Exercise aim
Return verbatim every line from the first line of the data below to the line that contains "history with a", inclusive, and no further.

Record extracts
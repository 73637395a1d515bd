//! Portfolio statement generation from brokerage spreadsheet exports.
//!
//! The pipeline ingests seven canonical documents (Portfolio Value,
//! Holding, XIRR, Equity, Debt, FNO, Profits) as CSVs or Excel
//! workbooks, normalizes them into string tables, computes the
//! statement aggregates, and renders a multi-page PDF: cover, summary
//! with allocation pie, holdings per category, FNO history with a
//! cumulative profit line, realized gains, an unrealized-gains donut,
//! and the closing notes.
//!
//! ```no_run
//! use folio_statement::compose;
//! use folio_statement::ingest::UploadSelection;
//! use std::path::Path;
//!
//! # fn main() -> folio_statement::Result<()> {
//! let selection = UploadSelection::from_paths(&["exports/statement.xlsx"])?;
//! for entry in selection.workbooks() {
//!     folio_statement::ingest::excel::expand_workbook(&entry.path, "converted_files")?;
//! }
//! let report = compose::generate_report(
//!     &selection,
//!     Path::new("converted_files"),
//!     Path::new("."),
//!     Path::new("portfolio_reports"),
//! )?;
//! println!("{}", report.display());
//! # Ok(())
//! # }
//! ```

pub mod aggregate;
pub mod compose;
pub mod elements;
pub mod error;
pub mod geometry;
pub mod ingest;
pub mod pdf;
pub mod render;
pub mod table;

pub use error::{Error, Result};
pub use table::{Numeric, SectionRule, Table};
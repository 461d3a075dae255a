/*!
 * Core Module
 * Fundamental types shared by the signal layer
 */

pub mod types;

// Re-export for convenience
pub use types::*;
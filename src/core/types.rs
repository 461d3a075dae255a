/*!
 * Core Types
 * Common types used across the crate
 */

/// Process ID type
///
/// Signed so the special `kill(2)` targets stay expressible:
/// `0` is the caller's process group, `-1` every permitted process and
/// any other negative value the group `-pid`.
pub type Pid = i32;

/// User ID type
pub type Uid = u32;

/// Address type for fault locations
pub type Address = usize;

Solution below
repository 73637395a1d515bd
//! Portfolio statement generation from brokerage spreadsheet exports.
//!
//! The pipeline ingests seven canonical documents (Portfolio Value,
//! Holding, XIRR, Equity, Debt, FNO, Profits) as CSVs or Excel
//! workbooks, normalizes them into string tables, computes the
//! statement aggregates, and renders a multi-page PDF: cover, summary
//! with allocation pie, holdings per category, FNO history with a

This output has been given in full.